Documentary gives insight on Crumbley prosecutors' thoughts before, during parents' trial

Kara Berg, The Detroit News on

Published in Entertainment News

DETROIT — The ABC News Studios documentary about the prosecution of James and Jennifer Crumbley, the parents of the Oxford High School shooter, is now available on Hulu, and while it delves into prosecutors' mindsets while charging and prosecuting the case, little previously unheard information was revealed.

The documentary began with a bird's-eye view of Oxford, then footage of the Crumbley's Oxford home overlaid with James' panicked 911 call from the day of the shooting.

“I have a missing gun at my house,” James said. “I have a missing gun and my son is at the school. … I don’t know if it was him, I don’t know what’s going on, but I’m really freaking out.”

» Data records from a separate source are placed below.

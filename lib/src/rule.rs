use crate::error::ConfigError;
use ca_rules::{Rule, LIFE_NEIGHBORHOOD_SIZE};
use rand::{
    distributions::{Distribution, Standard},
    Rng,
};
#[cfg(feature = "serde")]
use serde::{Deserialize, Serialize};
use std::{
    fmt::{self, Display, Formatter},
    ops::Not,
};

/// The state of a cell.
#[derive(Debug, Clone, Copy, PartialEq, Eq, PartialOrd, Ord, Hash, Default)]
#[cfg_attr(feature = "serde", derive(Serialize, Deserialize))]
pub enum CellState {
    /// The cell is dead.
    #[default]
    #[cfg_attr(feature = "serde", serde(rename = "0"))]
    Dead = 0,

    /// The cell is alive.
    #[cfg_attr(feature = "serde", serde(rename = "1"))]
    Alive = 1,
}

impl CellState {
    /// Whether the cell is alive.
    #[inline]
    pub const fn is_alive(self) -> bool {
        matches!(self, Self::Alive)
    }

    /// Sample a cell that is alive with probability `density`.
    ///
    /// The cell is alive iff `uniform[0, 1) + density >= 1`. So a density of `0`
    /// never gives a living cell, and a density of `1` always does.
    #[inline]
    pub fn with_density<R: Rng + ?Sized>(rng: &mut R, density: f64) -> Self {
        Self::from(rng.gen::<f64>() + density >= 1.0)
    }
}

impl From<bool> for CellState {
    #[inline]
    fn from(alive: bool) -> Self {
        if alive {
            Self::Alive
        } else {
            Self::Dead
        }
    }
}

impl Not for CellState {
    type Output = Self;

    #[inline]
    fn not(self) -> Self::Output {
        match self {
            Self::Dead => Self::Alive,
            Self::Alive => Self::Dead,
        }
    }
}

impl Distribution<CellState> for Standard {
    #[inline]
    fn sample<R: Rng + ?Sized>(&self, rng: &mut R) -> CellState {
        CellState::from(rng.gen::<bool>())
    }
}

/// The lookup table of an elementary rule.
///
/// The table has 8 entries, one for each pattern of a cell and its left and right neighbors.
/// Entry `0` is for the pattern `111`, and entry `7` is for the pattern `000`. Reading the
/// entries in order gives the 8-digit binary expansion of the rule number. This is the
/// numbering introduced by Wolfram.
///
/// For example, rule 30 is `00011110` in binary:
///
/// ```text
/// pattern    111 110 101 100 011 010 001 000
/// successor   0   0   0   1   1   1   1   0
/// ```
#[derive(Clone, Copy, PartialEq, Eq, Hash)]
#[cfg_attr(feature = "serde", derive(Serialize, Deserialize))]
#[cfg_attr(feature = "serde", serde(try_from = "RawRuleTable"))]
pub struct RuleTable {
    /// The Wolfram number of the rule.
    number: u8,

    /// The lookup table.
    table: [CellState; 8],
}

/// A deserialized [`RuleTable`] that has not been checked yet.
#[cfg(feature = "serde")]
#[derive(Deserialize)]
struct RawRuleTable {
    number: u8,
    table: [CellState; 8],
}

#[cfg(feature = "serde")]
impl TryFrom<RawRuleTable> for RuleTable {
    type Error = ConfigError;

    fn try_from(raw: RawRuleTable) -> Result<Self, Self::Error> {
        let rule = Self::new(raw.number);
        if rule.table != raw.table {
            return Err(ConfigError::InvalidRuleTable(raw.number));
        }
        Ok(rule)
    }
}

impl fmt::Debug for RuleTable {
    fn fmt(&self, f: &mut Formatter<'_>) -> fmt::Result {
        f.debug_struct("RuleTable")
            .field("number", &self.number)
            .field("table", &format_args!("{:#010b}", self.number))
            .finish()
    }
}

impl RuleTable {
    /// Create a rule table from a rule number.
    pub fn new(number: u8) -> Self {
        let table = std::array::from_fn(|i| CellState::from((number >> (7 - i)) & 1 == 1));
        Self { number, table }
    }

    /// Create a rule table from a rule number that may be out of range.
    ///
    /// Numbers outside `0..=255` are rejected, never clamped.
    pub fn decode(rule_number: i64) -> Result<Self, ConfigError> {
        u8::try_from(rule_number)
            .map(Self::new)
            .map_err(|_| ConfigError::InvalidRuleNumber(rule_number.into()))
    }

    /// Create a rule table from a parsed [`Rule`].
    ///
    /// Only elementary rules are supported.
    pub fn from_rule(rule: &Rule) -> Result<Self, ConfigError> {
        match rule {
            Rule::Elementary { number } => u8::try_from(*number)
                .map(Self::new)
                .map_err(|_| ConfigError::InvalidRuleNumber((*number).into())),
            Rule::LifeLike { .. } => Err(ConfigError::UnsupportedRule),
        }
    }

    /// The Wolfram number of the rule.
    #[inline]
    pub const fn number(&self) -> u8 {
        self.number
    }

    /// The entries of the table, from pattern `111` to pattern `000`.
    #[inline]
    pub const fn entries(&self) -> &[CellState; 8] {
        &self.table
    }

    /// The next state of a cell, given its current state and the states of its neighbors.
    #[inline]
    pub fn next(&self, left: CellState, center: CellState, right: CellState) -> CellState {
        let pattern = (left as usize) << 2 | (center as usize) << 1 | right as usize;
        self.table[7 - pattern]
    }
}

impl Display for RuleTable {
    fn fmt(&self, f: &mut Formatter<'_>) -> fmt::Result {
        write!(f, "W{}", self.number)
    }
}

/// A 2-state Life-like rule with a survival range and a single birth count.
///
/// - A living cell stays alive iff its number of living neighbors is in
///   `survive_min..=survive_max`.
/// - A dead cell becomes alive iff its number of living neighbors is exactly `birth_count`.
///
/// The default is Conway's Game of Life, `B3/S23`.
#[derive(Debug, Clone, Copy, PartialEq, Eq, Hash)]
#[cfg_attr(feature = "serde", derive(Serialize, Deserialize))]
#[cfg_attr(feature = "serde", serde(try_from = "RawLifeRule"))]
pub struct LifeRule {
    survive_min: u8,
    survive_max: u8,
    birth_count: u8,
}

/// A deserialized [`LifeRule`] that has not been checked yet.
#[cfg(feature = "serde")]
#[derive(Deserialize)]
struct RawLifeRule {
    survive_min: u8,
    survive_max: u8,
    birth_count: u8,
}

#[cfg(feature = "serde")]
impl TryFrom<RawLifeRule> for LifeRule {
    type Error = ConfigError;

    fn try_from(raw: RawLifeRule) -> Result<Self, Self::Error> {
        Self::decode(raw.survive_min, raw.survive_max, raw.birth_count)
    }
}

impl Default for LifeRule {
    fn default() -> Self {
        Self::CLASSIC
    }
}

impl LifeRule {
    /// Conway's Game of Life.
    pub const CLASSIC: Self = Self {
        survive_min: 2,
        survive_max: 3,
        birth_count: 3,
    };

    /// Create a rule from its thresholds.
    ///
    /// Requires `survive_min <= survive_max <= 8` and `birth_count <= 8`.
    pub const fn decode(
        survive_min: u8,
        survive_max: u8,
        birth_count: u8,
    ) -> Result<Self, ConfigError> {
        if survive_min > survive_max
            || survive_max > LIFE_NEIGHBORHOOD_SIZE
            || birth_count > LIFE_NEIGHBORHOOD_SIZE
        {
            return Err(ConfigError::InvalidLifeRule {
                survive_min,
                survive_max,
                birth_count,
            });
        }

        Ok(Self {
            survive_min,
            survive_max,
            birth_count,
        })
    }

    /// Create a rule whose survival test is written as `count < survive_below`.
    ///
    /// Neighbor counts are integers, so this is the same as `count <= survive_below - 1`.
    /// In particular `from_exclusive_bound(2, 4, 3)` is [`CLASSIC`](Self::CLASSIC).
    pub const fn from_exclusive_bound(
        survive_min: u8,
        survive_below: u8,
        birth_count: u8,
    ) -> Result<Self, ConfigError> {
        if survive_below == 0 {
            return Err(ConfigError::InvalidLifeRule {
                survive_min,
                survive_max: 0,
                birth_count,
            });
        }

        Self::decode(survive_min, survive_below - 1, birth_count)
    }

    /// Create a rule from a parsed [`Rule`].
    ///
    /// The birth conditions must be a single count, and the survival conditions must be
    /// a non-empty range without gaps.
    pub fn from_rule(rule: &Rule) -> Result<Self, ConfigError> {
        let Rule::LifeLike { birth, survival } = rule else {
            return Err(ConfigError::UnsupportedRule);
        };

        let &[birth_count] = birth.as_slice() else {
            return Err(ConfigError::UnsupportedRule);
        };

        let mut survival = survival.clone();
        survival.sort_unstable();
        survival.dedup();

        let (Some(&survive_min), Some(&survive_max)) = (survival.first(), survival.last()) else {
            return Err(ConfigError::UnsupportedRule);
        };

        if usize::from(survive_max - survive_min) + 1 != survival.len() {
            return Err(ConfigError::UnsupportedRule);
        }

        Self::decode(survive_min, survive_max, birth_count)
    }

    /// Lower bound of the survival range.
    #[inline]
    pub const fn survive_min(&self) -> u8 {
        self.survive_min
    }

    /// Upper bound of the survival range.
    #[inline]
    pub const fn survive_max(&self) -> u8 {
        self.survive_max
    }

    /// The number of living neighbors that brings a dead cell to life.
    #[inline]
    pub const fn birth_count(&self) -> u8 {
        self.birth_count
    }

    /// The next state of a cell, given its current state and its number of living neighbors.
    #[inline]
    pub const fn next(&self, current: CellState, live_neighbors: u8) -> CellState {
        let alive = match current {
            CellState::Alive => {
                self.survive_min <= live_neighbors && live_neighbors <= self.survive_max
            }
            CellState::Dead => live_neighbors == self.birth_count,
        };

        if alive {
            CellState::Alive
        } else {
            CellState::Dead
        }
    }

    /// The rule as a parsed [`Rule`].
    pub fn to_rule(&self) -> Rule {
        Rule::LifeLike {
            birth: vec![self.birth_count],
            survival: (self.survive_min..=self.survive_max).collect(),
        }
    }
}

/// Written in B/S notation, e.g. `B3/S23`.
impl Display for LifeRule {
    fn fmt(&self, f: &mut Formatter<'_>) -> fmt::Result {
        write!(f, "{}", self.to_rule())
    }
}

ABC was granted "exclusive access" inside the prosecutor's office for over two years as staff members prepped for the trial, and the documentary includes never-before-seen comments from prosecutors about the case.

The criminal proceedings against James and Jennifer Crumbley were the first in the United States against parents of a school mass shooter for involuntary manslaughter.

Both Crumbleys were convicted of four counts of involuntary manslaughter, one for each of the four children who were killed Nov. 30, 2021, by the Crumbleys' son: Hana St. Juliana, 14; Madisyn Baldwin, 17; Tate Myre, 16; and Justin Shilling, 17. They were sentenced April 9 to 10-15 years in prison, the maximum they could have received.


Shooter Ethan Crumbley was sentenced to life without parole, but has indicated he might appeal.

Prosecutor Karen McDonald, Assistant Prosecutor Marc Keast and Chief Assistant Prosecutor David Williams were the three primary prosecutors on the case and were the three featured in the documentary.

McDonald said the thought that she could have put the community through both prosecutions and fail to win convictions was "almost too much to bear."

"This is terrible, this is torture," McDonald said about her feelings going into the trial. "This is I can't eat, sleep, I think I might throw up, awfulness."